Knowing full well his on-field actions and not off-field words will determine his future as the Washington Redskins’ quarterback, Jason Campbell nonetheless remains unequivocal in his desire to stay with the franchise that drafted him four years ago.

But do the Redskins, despite their purported pursuit of Denver’s Jay Cutler and the fact they are working out Southern California’s Mark Sanchez, want Campbell?

“That’s up to them,” he said after a workout Tuesday at Redskin Park. “I definitely want to stay here. I like the D.C. area, and I like the fan support. I do think we’re a team that can win in the near future, and I do think we’re a team whose turn it will be to rip off wins year after year after year.

“Hopefully I can do things so they can know I’m their guy and I can take us where they want to go. I would like to get to the point where I know they really trust me.”

Campbell, 16-20 since taking over the starting job in November 2006, enters the final season of his five-year contract with a salary cap number of $3.89 million. Unlike many other teams, the Redskins have adopted a wait-and-see attitude instead of locking up their young passer.

Campbell will be an unrestricted free agent in 2011, but if the owners and NFL Players Association don’t extend the current collective bargaining agreement, he will be a restricted free agent (players will need six years of service to be unrestricted) and the Redskins could match any contract offer.

“I don’t have a new contract, but I can’t worry about it,” he said. “I’ll let my agent [Joel Segal] and the media worry about it. The only thing I can do is prepare to have my best season.”

Even teams with established quarterbacks work out prospects, so Campbell shouldn’t be alarmed that Sanchez is coming to town. And Campbell brushed off any concern about the Cutler rumors, which the Redskins denied.

“I smiled about it and said, ‘Here we go again,’ ” Campbell said. “It went over my head. It’s March, and people want things to talk about. Everybody’s into the quarterback and anything that’s going on with him.

“I felt like I had good numbers last year,” Campbell added. “We weren’t a straight-up passing team - they passed more in Denver. In the first half, when our guys were healthy, we were rolling, and the only thing stopping us was us. A lot of things unfolded in the second that didn’t go our way. I feel I can be a top quarterback in the league, so that talk didn’t bother me at all.”

Campbell had 13 touchdowns and six interceptions to go with 3,245 yards last season. Cutler, whose Broncos also went 8-8 and missed the playoffs, posted totals of 25 touchdowns, 18 interceptions and 4,526 yards.

Campbell said he already has been able to separate the playing side from the business side.

“What we do is fun, but you have to take care of yourself, too, and at the end of the day it’s a business,” he said. “I can’t sit here and worry about being judged on every throw I make.
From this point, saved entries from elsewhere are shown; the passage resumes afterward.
//! Trip-level operations: provisioning a seat map, renaming seats, and the two
//! operations that move tickets between seats (swap and transfer).

use chrono::NaiveDate;
use serde::{Deserialize, Serialize};
use serde_json::json;
use std::collections::HashSet;
use tracing::info;
use validator::Validate;

use super::seat_map::{apply_ticket_state, ensure_seat, release_seat};
use super::{BookingEngine, TripSet};
use crate::error::EngineError;
use crate::models::{
    AuditAction, AuditEntry, Booking, BookingId, BookingItem, BusLayout, SeatId, Ticket, Trip, TripId,
};
use crate::store::{Changeset, LedgerStore};

#[derive(Debug, Clone, Serialize, Deserialize, Validate)]
pub struct CreateTripRequest {
    #[validate(length(min = 1, max = 200))]
    pub route: String,
    pub departure_date: NaiveDate,
    #[validate(length(min = 1, max = 20))]
    pub license_plate: String,
    pub layout: BusLayout,
}

/// A seat on a particular trip.
#[derive(Debug, Clone, Copy, PartialEq, Eq, Serialize, Deserialize)]
pub struct SeatRef {
    pub trip_id: TripId,
    pub seat_id: SeatId,
}

impl SeatRef {
    pub const fn new(trip_id: TripId, seat_id: SeatId) -> Self {
        Self { trip_id, seat_id }
    }
}

#[derive(Debug, Clone, Serialize)]
pub struct SwapOutcome {
    pub bookings: Vec<Booking>,
    pub trips: Vec<Trip>,
}

#[derive(Debug, Clone, Serialize, Deserialize)]
pub struct TransferRequest {
    pub from_trip_id: TripId,
    pub to_trip_id: TripId,
    /// Source seats; the i-th moves to the i-th destination seat.
    pub from_seat_ids: Vec<SeatId>,
    pub to_seat_ids: Vec<SeatId>,
}

#[derive(Debug, Clone, Serialize)]
pub struct TransferOutcome {
    pub ok: bool,
    pub booking: Booking,
    pub trips: Vec<Trip>,
}

fn item_ticket<'a>(booking: &'a Booking, trip_id: &TripId, seat_id: &SeatId) -> Option<&'a Ticket> {
    booking.item(trip_id).and_then(|item| item.ticket(seat_id))
}

fn ensure_distinct(seats: &[SeatId]) -> Result<(), EngineError> {
    let mut seen = HashSet::new();
    match seats.iter().find(|s| !seen.insert(**s)) {
        Some(dup) => Err(EngineError::DuplicateSeat { seat_id: *dup }),
        None => Ok(()),
    }
}

impl<S: LedgerStore> BookingEngine<S> {
    pub async fn create_trip(&self, request: CreateTripRequest) -> Result<Trip, EngineError> {
        request.validate()?;
        let seats = request
            .layout
            .build_seats()
            .map_err(|e| EngineError::InvalidRequest(e.to_string()))?;

        let trip = Trip::new(request.route, request.departure_date, request.license_plate, seats);
        let mut changes = Changeset::new();
        changes.record(AuditEntry::new(
            AuditAction::TripCreated,
            format!("Created trip {} on {} with {} seats", trip.route, trip.departure_date, trip.seats.len()),
            json!({ "trip_id": trip.id, "seats": trip.seats.len() }),
        ));
        changes.put_trip(trip.clone());

        let committed = self.store().commit(changes).await?;
        info!(trip_id = %trip.id, seats = trip.seats.len(), "Trip created");
        Ok(committed.trips.into_iter().next().unwrap_or(trip))
    }

    pub async fn get_trip(&self, trip_id: TripId) -> Result<Trip, EngineError> {
        self.load_trip(trip_id).await
    }

    /// Changes only the display label; the seat id and every ticket stay put.
    pub async fn rename_seat(&self, trip_id: TripId, seat_id: SeatId, label: String) -> Result<Trip, EngineError> {
        let label = label.trim().to_string();
        if label.is_empty() || label.len() > 16 {
            return Err(EngineError::InvalidRequest("seat label must be 1-16 characters".into()));
        }

        let mut trip = self.load_trip(trip_id).await?;
        let seat = trip
            .seat_mut(&seat_id)
            .ok_or(EngineError::SeatNotFound { trip_id, seat_id })?;
        let old_label = std::mem::replace(&mut seat.label, label.clone());

        let mut changes = Changeset::new();
        changes.record(AuditEntry::new(
            AuditAction::SeatRenamed,
            format!("Renamed seat {old_label} to {label}"),
            json!({ "trip_id": trip_id, "seat_id": seat_id, "from": old_label, "to": label }),
        ));
        trip.updated_at = chrono::Utc::now();
        changes.put_trip(trip.clone());

        let committed = self.store().commit(changes).await?;
        Ok(committed.trips.into_iter().next().unwrap_or(trip))
    }

    /// Exchanges the occupants of two seats on the same trip.
    ///
    /// Tickets keep every field but `seat_id`, so swapping twice is a no-op.
    /// Seat statuses are recomputed from the tickets after the move rather than
    /// exchanged, so a stale color on either seat is not carried over.
    pub async fn swap_seats(&self, a: SeatRef, b: SeatRef) -> Result<SwapOutcome, EngineError> {
        if a.trip_id != b.trip_id {
            return Err(EngineError::CrossTripSwapNotAllowed {
                from: a.trip_id,
                to: b.trip_id,
            });
        }
        if a.seat_id == b.seat_id {
            return Err(EngineError::SameSeat(a.seat_id));
        }

        let trip_id = a.trip_id;
        let mut trip = self.load_trip(trip_id).await?;
        ensure_seat(&trip, &a.seat_id)?;
        ensure_seat(&trip, &b.seat_id)?;

        let mut affected: Vec<Booking> = self
            .store()
            .bookings_on_trip(trip_id)
            .await?
            .into_iter()
            .filter(|booking| {
                item_ticket(booking, &trip_id, &a.seat_id).is_some()
                    || item_ticket(booking, &trip_id, &b.seat_id).is_some()
            })
            .collect();

        for booking in &mut affected {
            if let Some(item) = booking.item_mut(&trip_id) {
                for ticket in &mut item.tickets {
                    if ticket.seat_id == a.seat_id {
                        ticket.seat_id = b.seat_id;
                    } else if ticket.seat_id == b.seat_id {
                        ticket.seat_id = a.seat_id;
                    }
                }
            }
            booking.recompute_totals();
            booking.touch();
        }

        for seat_id in [a.seat_id, b.seat_id] {
            let occupant = affected.iter().find_map(|bk| item_ticket(bk, &trip_id, &seat_id));
            apply_ticket_state(&mut trip, &seat_id, occupant.map(|t| t.status))?;
        }

        let mut changes = Changeset::new();
        let holders: Vec<BookingId> = affected.iter().map(|b| b.id).collect();
        let mut entry = AuditEntry::new(
            AuditAction::SeatsSwapped,
            format!("Swapped seats {} and {} on trip {}", a.seat_id, b.seat_id, trip.route),
            json!({
                "trip_id": trip_id,
                "seats": [a.seat_id, b.seat_id],
                "bookings": holders,
                "statuses": [
                    trip.seat(&a.seat_id).map(|s| s.status),
                    trip.seat(&b.seat_id).map(|s| s.status),
                ],
            }),
        );
        if let [only] = holders.as_slice() {
            entry = entry.for_booking(*only);
        }
        changes.record(entry);
        for booking in &affected {
            changes.put_booking(booking.clone());
        }
        trip.updated_at = chrono::Utc::now();
        changes.put_trip(trip);

        let committed = self.store().commit(changes).await?;
        info!(
            trip_id = %trip_id,
            seat_a = %a.seat_id,
            seat_b = %b.seat_id,
            bookings = holders.len(),
            "Seats swapped"
        );

        Ok(SwapOutcome {
            bookings: committed.bookings,
            trips: committed.trips,
        })
    }

    /// Moves tickets of one booking from seats on one trip to seats on another.
    ///
    /// Tickets keep their status and price; destination seats take the status
    /// the moved tickets imply and source seats are released.
    pub async fn transfer_seats(
        &self,
        booking_id: BookingId,
        request: TransferRequest,
    ) -> Result<TransferOutcome, EngineError> {
        if request.from_seat_ids.len() != request.to_seat_ids.len() {
            return Err(EngineError::SeatPairMismatch {
                sources: request.from_seat_ids.len(),
                destinations: request.to_seat_ids.len(),
            });
        }
        if request.from_seat_ids.is_empty() {
            return Err(EngineError::InvalidRequest("no seats to transfer".into()));
        }
        ensure_distinct(&request.from_seat_ids)?;
        ensure_distinct(&request.to_seat_ids)?;

        let (from_id, to_id) = (request.from_trip_id, request.to_trip_id);
        let mut booking = self.load_booking(booking_id).await?;
        let mut trips = TripSet::default();
        trips.insert(self.load_trip(from_id).await?);
        if from_id != to_id {
            trips.insert(self.load_trip(to_id).await?);
        }

        let source = booking.item(&from_id);
        for seat_id in &request.from_seat_ids {
            if source.and_then(|item| item.ticket(seat_id)).is_none() {
                return Err(EngineError::TicketNotFound {
                    booking_id,
                    trip_id: from_id,
                    seat_id: *seat_id,
                });
            }
        }

        let destination = trips.get(&to_id).ok_or(EngineError::TripNotFound(to_id))?;
        for seat_id in &request.to_seat_ids {
            ensure_seat(destination, seat_id)?;
        }
        self.ensure_seats_free(to_id, &request.to_seat_ids, booking_id).await?;
        // Own tickets may only sit on a destination seat if they are moving out of it.
        if let Some(own) = booking.item(&to_id) {
            let vacated = |s: &SeatId| from_id == to_id && request.from_seat_ids.contains(s);
            if let Some(taken) = request.to_seat_ids.iter().find(|s| own.ticket(s).is_some() && !vacated(*s)) {
                return Err(EngineError::SeatOccupied {
                    trip_id: to_id,
                    seat_id: *taken,
                });
            }
        }
        let destination_template = BookingItem::for_trip(destination);

        let mut moved: Vec<Ticket> = Vec::with_capacity(request.from_seat_ids.len());
        if let Some(item) = booking.item_mut(&from_id) {
            for (from_seat, to_seat) in request.from_seat_ids.iter().zip(&request.to_seat_ids) {
                if let Some(pos) = item.tickets.iter().position(|t| &t.seat_id == from_seat) {
                    let mut ticket = item.tickets.remove(pos);
                    ticket.seat_id = *to_seat;
                    moved.push(ticket);
                }
            }
        }

        if let Some(trip) = trips.get_mut(&from_id) {
            for seat_id in &request.from_seat_ids {
                release_seat(trip, seat_id)?;
            }
        }
        if let Some(trip) = trips.get_mut(&to_id) {
            for ticket in &moved {
                apply_ticket_state(trip, &ticket.seat_id, Some(ticket.status))?;
            }
        }

        match booking.item_mut(&to_id) {
            Some(item) => item.tickets.extend(moved),
            None => {
                let mut item = destination_template;
                item.tickets = moved;
                booking.items.push(item);
            }
        }
        booking.recompute_totals();
        booking.touch();

        let mut changes = Changeset::new();
        changes.record(
            AuditEntry::new(
                AuditAction::SeatsTransferred,
                format!(
                    "Transferred {} seat(s) to trip {}",
                    request.from_seat_ids.len(),
                    trips.get(&to_id).map_or("", |t| t.route.as_str())
                ),
                json!({
                    "from_trip_id": from_id,
                    "to_trip_id": to_id,
                    "from": request.from_seat_ids,
                    "to": request.to_seat_ids,
                }),
            )
            .for_booking(booking_id),
        );
        changes.put_booking(booking.clone());
        trips.stage(&mut changes);

        let committed = self.store().commit(changes).await?;
        info!(
            booking_id = %booking_id,
            from_trip = %from_id,
            to_trip = %to_id,
            seats = request.from_seat_ids.len(),
            "Seats transferred"
        );

        Ok(TransferOutcome {
            ok: true,
            booking: committed.booking(&booking_id).cloned().unwrap_or(booking),
            trips: committed.trips,
        })
    }
}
I can’t start to say, ‘I just threw a ball in the dirt; I won’t get a new contract’ or ‘I just overthrew a touchdown pass; I’m not getting a new contract.’ ”

Campbell seemed a lock to get a new deal when the Redskins were 6-2 at the halfway point and averaged 364.3 yards and 20.5 points a game. By the end of the season, those numbers had dropped to 320 yards and 16.6 points.
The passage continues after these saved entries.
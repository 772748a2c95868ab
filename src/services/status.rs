use crate::models::{Booking, BookingStatus, Money, TicketStatus};

/// Display status of a booking, recomputed on every read.
pub fn derive_booking_status(booking: &Booking, total_paid: Money) -> BookingStatus {
    if booking.ticket_count() == 0 {
        BookingStatus::Cancelled
    } else if total_paid > 0.0 {
        BookingStatus::Payment
    } else if booking.tickets().any(|t| t.status == TicketStatus::Hold) {
        BookingStatus::Hold
    } else {
        BookingStatus::Booking
    }
}

/// Status as the tickets alone describe it, without looking at the ledger.
pub fn ticket_level_status(booking: &Booking) -> BookingStatus {
    if booking.ticket_count() == 0 {
        BookingStatus::Cancelled
    } else if booking.tickets().any(|t| t.status == TicketStatus::Payment) {
        BookingStatus::Payment
    } else if booking.tickets().any(|t| t.status == TicketStatus::Hold) {
        BookingStatus::Hold
    } else {
        BookingStatus::Booking
    }
}

/// A hold reserves seats without money; such bookings must not carry ledger rows.
pub fn is_hold(booking: &Booking) -> bool {
    ticket_level_status(booking) == BookingStatus::Hold
}

#[cfg(test)]
mod tests {
    use super::*;
    use crate::models::{Passenger, SeatId, Ticket, TripId};
    use chrono::NaiveDate;

    fn booking_with(statuses: &[TicketStatus]) -> Booking {
        let mut booking = Booking::new(Passenger::default());
        booking.items.push(crate::models::BookingItem {
            trip_id: TripId::new(),
            route: "Da Lat - Nha Trang".into(),
            departure_date: NaiveDate::from_ymd_opt(2025, 3, 1).unwrap(),
            license_plate: "49B-000.01".into(),
            tickets: statuses
                .iter()
                .enumerate()
                .map(|(i, s)| Ticket::new(SeatId::grid(1, 1, i as u16 + 1), 100.0, *s))
                .collect(),
            price: 0.0,
        });
        booking.recompute_totals();
        booking
    }

    #[test]
    fn empty_booking_is_cancelled_even_with_money() {
        let booking = booking_with(&[]);
        assert_eq!(derive_booking_status(&booking, 500.0), BookingStatus::Cancelled);
    }

    #[test]
    fn paid_money_wins_over_hold() {
        let booking = booking_with(&[TicketStatus::Hold]);
        assert_eq!(derive_booking_status(&booking, 10.0), BookingStatus::Payment);
        assert_eq!(derive_booking_status(&booking, 0.0), BookingStatus::Hold);
    }

    #[test]
    fn unpaid_plain_tickets_are_booking() {
        let booking = booking_with(&[TicketStatus::Booking, TicketStatus::Payment]);
        assert_eq!(derive_booking_status(&booking, 0.0), BookingStatus::Booking);
        assert_eq!(ticket_level_status(&booking), BookingStatus::Payment);
    }

    #[test]
    fn hold_detection_ignores_ledger() {
        assert!(is_hold(&booking_with(&[TicketStatus::Hold, TicketStatus::Booking])));
        assert!(!is_hold(&booking_with(&[TicketStatus::Hold, TicketStatus::Payment])));
        assert!(!is_hold(&booking_with(&[])));
    }
}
It should be duly noted that running back Clinton Portis battled nagging injuries the entire second half and the lack of production from rookies Devin Thomas, Malcolm Kelly and Fred Davis gave Campbell only two reliable targets: Santana Moss and Chris Cooley.
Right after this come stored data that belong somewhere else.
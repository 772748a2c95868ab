use serde::{Deserialize, Serialize};
use std::fmt;
use uuid::Uuid;

macro_rules! uuid_id {
    ($(#[$meta:meta])* $name:ident) => {
        $(#[$meta])*
        #[derive(Clone, Copy, Debug, PartialEq, Eq, PartialOrd, Ord, Hash, Serialize, Deserialize)]
        pub struct $name(Uuid);

        impl $name {
            pub fn new() -> Self {
                Self(Uuid::new_v4())
            }

            pub const fn from_uuid(uuid: Uuid) -> Self {
                Self(uuid)
            }

            pub const fn as_uuid(&self) -> &Uuid {
                &self.0
            }
        }

        impl Default for $name {
            fn default() -> Self {
                Self::new()
            }
        }

        impl fmt::Display for $name {
            fn fmt(&self, f: &mut fmt::Formatter<'_>) -> fmt::Result {
                write!(f, "{}", self.0)
            }
        }

        impl From<Uuid> for $name {
            fn from(uuid: Uuid) -> Self {
                Self(uuid)
            }
        }
    };
}

uuid_id!(
    /// One scheduled run of a bus.
    TripId
);
uuid_id!(BookingId);
uuid_id!(
    /// Ledger entry id. Entries are never edited, only appended or purged.
    PaymentId
);
uuid_id!(AuditId);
Regardless, Campbell is “encouraged” with the pieces in place.

“Even during the 2-6 [finish], there were chances to make plays and flip that to 6-2 or, at worst, 4-4,” he said. “I’ve met with [coach Jim Zorn] twice this offseason and had long conversations both times about the things we’re going to do and the things we’re going to change up offensively to try and score more points. We’ll do a lot of experimenting during the minicamps and OTAs and see how it works out. We’ve passed the learning aspect of this offense - now we’re retooling.”

One thing in Campbell’s favor is being in the same system for the second straight year. He was in Al Saunders’ offense for two years but played only 19 games; he already has 16 in Zorn’s system, Campbell’s third NFL offense in five years.

“Some guys in the league, they sit for their first two years but they’re in the same system, so when their time comes, it’s not like they’re learning on the go,” he said. “I was having to learn plays and get comfortable and get experience at the same time. I’ve been against the 8-ball, but at the same time I think it helped make me the kind of player I want to be in the future.”

Campbell hopes continuity on offense equates to a comfort zone for the players and increased production.

“It takes stability to get all of these things done,” he said. “It’s not built overnight or over a year or two. But I think we’re headed in the right direction, and my level of confidence and trust [in my ability] is really high right now.”